競合が始めていることや、SNSで人気となっている企業の事例を聞いて、「うちでもSNSをやってみよう」「若いメンバーにとりあえずやらせてみよう」と気軽に導入するケースが見られます。しかし、いざ取り組んでみると「『いいね』がつかない」「担当は自分だけで、投稿も行き当たりばったり」と、大変さを感じることも多いと聞きます。
 
このコラムでは、SNSの運用をこれから始めようと思っている方、また既に取り組んではいるものの思うような成果が出ない方のために、各SNSの特性や情報発信の勘所、そして社内体制の築き方までを、宣伝会議の「SNS運用担当者養成講座」で講師を務める本門 功一郎氏がアドタイでの出張講義として、全3回にわたってレクチャーしていきます。

今回はいよいよ第3回目、最終回となります。
これまでの記事では、企業のSNSアカウント運用には、最適なSNS選びが重要という話から始まり、そして「目的・課題に合った情報発信をする」こと、また「目的を決めるだけではなく、効果測定も重要」という話をしてきました。しかし、これらを一人でこなすには担当者の負荷が大きく、そのために安定的な運用が難しくなってしまいます。そこで、最終回である今回は、安定的な運用のために「社内の協力を得る」ことの大切さと「協力を得るための方法」について解説します。

視点3:社内の協力を得ることの大切さ

まず、社内の協力で得られるメリットについて解説をしていきます。そのメリットはいくつもありますが、特に投稿コンテンツを作る際に威力を発揮します。

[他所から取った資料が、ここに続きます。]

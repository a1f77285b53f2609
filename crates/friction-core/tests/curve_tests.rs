use friction_core::{evaluate, Parameters};
use proptest::prelude::*;

fn params(es: f64, ev: f64, a_s: f64, av: f64, k: f64) -> Parameters {
    Parameters {
        extremum_slip: es,
        extremum_value: ev,
        asymptote_slip: a_s,
        asymptote_value: av,
        stiffness: k,
    }
}

fn approx(a: f64, b: f64) -> bool {
    (a - b).abs() < 1e-9
}

#[test]
fn default_curve_matches_reference_points() {
    let p = Parameters::default();
    assert_eq!(evaluate(0.5, &p), 2.5);
    assert_eq!(evaluate(1.0, &p), 5.0);
    assert_eq!(evaluate(1.5, &p), 3.0);
    assert_eq!(evaluate(2.5, &p), 1.0);
}

#[test]
fn origin_is_zero() {
    assert_eq!(evaluate(0.0, &Parameters::default()), 0.0);
}

#[test]
fn stiffness_scales_every_segment() {
    let p = params(1.0, 5.0, 2.0, 1.0, 2.0);
    assert_eq!(evaluate(0.5, &p), 5.0);
    assert_eq!(evaluate(1.5, &p), 6.0);
    assert_eq!(evaluate(3.0, &p), 2.0);
}

#[test]
fn negative_slip_extrapolates_the_ramp() {
    let p = Parameters::default();
    assert_eq!(evaluate(-0.5, &p), -2.5);
}

#[test]
fn skipped_middle_segment_steps_to_asymptote() {
    let p = params(2.0, 5.0, 1.0, 1.5, 1.0);
    assert_eq!(evaluate(1.0, &p), 2.5);
    assert_eq!(evaluate(2.0, &p), 1.5);
    assert_eq!(evaluate(2.9, &p), 1.5);

    let equal = params(1.0, 5.0, 1.0, 2.0, 1.0);
    assert_eq!(evaluate(1.0, &equal), 2.0);
}

#[test]
fn zero_extremum_slip_steps_at_origin() {
    let p = params(0.0, 4.0, 2.0, 1.0, 1.5);
    assert_eq!(evaluate(0.0, &p), 6.0);
    assert_eq!(evaluate(-1.0, &p), 0.0);
    assert!(approx(evaluate(1.0, &p), 3.75));
    assert_eq!(evaluate(2.0, &p), 1.5);
    for i in -10..=30 {
        assert!(evaluate(i as f64 * 0.1, &p).is_finite());
    }
}

#[test]
fn zero_extremum_and_asymptote_slip_is_flat() {
    let p = params(0.0, 4.0, 0.0, 1.0, 1.0);
    assert_eq!(evaluate(0.0, &p), 1.0);
    assert_eq!(evaluate(2.0, &p), 1.0);
    assert_eq!(evaluate(-0.1, &p), 0.0);
}

fn arb_params() -> impl Strategy<Value = Parameters> {
    (0.01..3.0_f64, 0.0..10.0_f64, 0.0..3.0_f64, 0.0..10.0_f64, 0.0..2.0_f64)
        .prop_map(|(es, ev, a_s, av, k)| params(es, ev, a_s, av, k))
}

proptest! {
    #[test]
    fn evaluation_is_deterministic(p in arb_params(), slip in 0.0..3.0_f64) {
        prop_assert_eq!(evaluate(slip, &p).to_bits(), evaluate(slip, &p).to_bits());
    }

    #[test]
    fn continuous_at_both_knots(p in arb_params()) {
        prop_assume!(p.asymptote_slip > p.extremum_slip);
        prop_assert!(approx(evaluate(p.extremum_slip, &p), p.extremum_value * p.stiffness));
        prop_assert!(approx(evaluate(p.asymptote_slip, &p), p.asymptote_value * p.stiffness));
    }

    #[test]
    fn degenerate_curve_is_flat_past_extremum(p in arb_params(), extra in 0.0..3.0_f64) {
        prop_assume!(p.asymptote_slip <= p.extremum_slip);
        let slip = p.extremum_slip + extra;
        prop_assert_eq!(evaluate(slip, &p), p.asymptote_value * p.stiffness);
    }

    #[test]
    fn plateau_after_asymptote(p in arb_params(), extra in 0.0..5.0_f64) {
        let slip = p.asymptote_slip.max(p.extremum_slip) + extra;
        prop_assert_eq!(evaluate(slip, &p), p.asymptote_value * p.stiffness);
    }
}
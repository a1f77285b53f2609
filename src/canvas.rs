use friction_core::{Point, Stroke, Surface, TextStyle};
use wasm_bindgen::{JsCast, JsValue};
use web_sys as web;

/// [`Surface`] backed by a 2D canvas context.
pub struct CanvasSurface {
    canvas: web::HtmlCanvasElement,
    ctx: web::CanvasRenderingContext2d,
}

impl CanvasSurface {
    pub fn new(canvas: web::HtmlCanvasElement) -> anyhow::Result<Self> {
        let ctx = canvas
            .get_context("2d")
            .map_err(|e| anyhow::anyhow!("get_context threw: {:?}", e))?
            .ok_or_else(|| anyhow::anyhow!("2d context unavailable"))?
            .dyn_into::<web::CanvasRenderingContext2d>()
            .map_err(|e| anyhow::anyhow!("unexpected context type: {:?}", e))?;
        Ok(Self { canvas, ctx })
    }

    fn set_dash(&self, dash: &[f64]) {
        let segments: js_sys::Array = dash.iter().map(|d| JsValue::from_f64(*d)).collect();
        if let Err(e) = self.ctx.set_line_dash(&segments) {
            log::warn!("[canvas] set_line_dash failed: {:?}", e);
        }
    }
}

impl Surface for CanvasSurface {
    fn clear(&mut self) {
        let w = self.canvas.width() as f64;
        let h = self.canvas.height() as f64;
        self.ctx.clear_rect(0.0, 0.0, w, h);
    }

    fn stroke_path(&mut self, points: &[Point], stroke: &Stroke) {
        let Some((first, rest)) = points.split_first() else {
            return;
        };
        self.ctx.save();
        self.ctx.set_stroke_style_str(stroke.color);
        self.ctx.set_line_width(stroke.width);
        self.set_dash(stroke.dash);
        self.ctx.begin_path();
        self.ctx.move_to(first.x, first.y);
        for p in rest {
            self.ctx.line_to(p.x, p.y);
        }
        self.ctx.stroke();
        self.ctx.restore();
    }

    fn fill_text(&mut self, text: &str, at: Point, style: &TextStyle) {
        self.ctx.set_fill_style_str(style.color);
        self.ctx.set_font(style.font);
        if let Err(e) = self.ctx.fill_text(text, at.x, at.y) {
            log::warn!("[canvas] fill_text {text:?} failed: {:?}", e);
        }
    }
}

例えば、歴史のある会社であれば、その歴史を活かし、過去の商品カタログやポスター、パッケージなどに詳しい方にヒアリングをして、投稿素材として利用できるものがないか確認をしてみましょう。

例えば、トヨタ自動車の公式Instagramアカウントでは、人気車種「ランドクルーザー」の生誕70周年を記念し、歴代のポスターやカタログ、動画を公開し、ファンを魅了しています。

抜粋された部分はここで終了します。